Consequently, keeping posters off the trees would be the more consistent position for
those who claim to support DC General.
Care More About Trees
E. James Lieberman, email@example.com
I don't think we have to choose between trees and DC General. Getting the message out
means taking care not to alienate an important part of your support group. I'm glad to see
that the poster campaign has taken that to heart. But it is insulting to many of us to
suggest that we care more about trees than people just because we object to destructive
(and illegal) posting on trees.
Sorry, Ms. Roach, I totally side with Peggy Robin in this. A nail or other sharp object
staple, thumbtack opens a wound that renders the tree as vulnerable to
infection as a nail through your hide or mine would. In this city we have lost hundreds of
trees to Dutch Elm and other infectious diseases. It costs you no more in time and
materials to use tape or string instead of metal objects that cause penetrating injuries.
Tie the notice around the tree with string, or tape it. It is against the law to drive
metal into a tree, regardless of how exalted a do-gooder you are.
Too bad Ms. Roach (themail, February 25) feels that the message about the DC General
crises is more important than a tree, or for that matter, following regulations that frown
upon nailing/stapling things to public trees (regulations that limit many other important
messages too). Who is the arbiter of message importance that determines when a
message is unquestionably important enough to justify violation of a city ordinance?
While I will not argue with her whether a tree can provide emergency care and
health clinics for our schools, trees do contribute to our positive health in many
ways. For one, they help to filter our air, which is indeed in need of being cleaner (as
we seek an extension of time on Clean Air Act requirements for DC). Perhaps with some
cleaner air, fewer kids might have asthma resulting in less pressure on emergency care
services and school health clinics. A little further along, many trees provide a variety
of medical substances.
I am curious what the commitment to do better in placing posters made by
Ms. Roach's organization is how about a commitment to no stapling or nailing of
posters to trees? I think it is sad when people feel that contributing to destruction is
the only way to get their message out and when questioned about it, the answer is to put
down the questioner! Arrogance should not be part of the message.

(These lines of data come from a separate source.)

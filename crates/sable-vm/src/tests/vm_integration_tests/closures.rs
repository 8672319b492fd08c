use super::helpers::execute;
use sable_types::Value;

#[test]
fn test_counter() {
    let src = r#"
        function counter() {
            let n = 0
            return () => {
                n++
                return n
            }
        }
        let c = counter()
        let first = c()
        let second = c()
        return first * 10 + second
    "#;
    assert_eq!(execute(src).unwrap(), Value::Int(12));
}

#[test]
fn test_counters_are_independent() {
    let src = r#"
        function counter() {
            let n = 0
            return () => { n++; return n }
        }
        let a = counter()
        let b = counter()
        a()
        a()
        return a() * 10 + b()
    "#;
    assert_eq!(execute(src).unwrap(), Value::Int(31));
}

#[test]
fn test_closures_share_variables() {
    let src = r#"
        function pair() {
            let v = 1
            let get = () => v
            let set = (x) => { v = x }
            return [get, set]
        }
        let p = pair()
        let get = p[0]
        let set = p[1]
        set(7)
        return get()
    "#;
    assert_eq!(execute(src).unwrap(), Value::Int(7));
}

#[test]
fn test_nested_capture() {
    let src = r#"
        function outer() {
            let a = 1
            function middle() {
                let b = 2
                return () => a + b
            }
            return middle()
        }
        return outer()()
    "#;
    assert_eq!(execute(src).unwrap(), Value::Int(3));
}

#[test]
fn test_recursive_closure() {
    let src = r#"
        function outer() {
            let base = 10
            function sum(n) {
                if (n == 0) return base
                return n + sum(n - 1)
            }
            return sum(3)
        }
        return outer()
    "#;
    assert_eq!(execute(src).unwrap(), Value::Int(16));
}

President William Howard Taft on D.C.
Mark David Richards, Dupont East, firstname.lastname@example.org
In 1913 and 1915, The National Geographic Society of Washington, D.C., reprinted two
articles in what appears to be a hard cover book titled Washington, The Nation's
Capital, by former President William Howard Taft and James Bryce. The article by
President Taft indicates that he was very interested in the development of a national
capital. This articles offer an interesting glimpse into thinking at the turn of last
century. Taft wrote, In its history Washington city has had to live through the day
of small things. The plan of L'Enfant met the obstinacy and lack of the artistic sense of
certain legislators who closed the vista between the White House and the Capitol by
insisting on the erection of the Treasury across the line of Pennsylvania avenue. Then
later on, when Congress seemed determined to minimize everything national, it retroceded
to Virginia the part of the ten miles square on the south side of the Potomac River and
furnished substantial proof of its contracted view of Washington's future. This was quite
a departure from the broad, liberal attitude of Jefferson. It was a day of little
Americans, and whenever they are in control the National Capital always suffers.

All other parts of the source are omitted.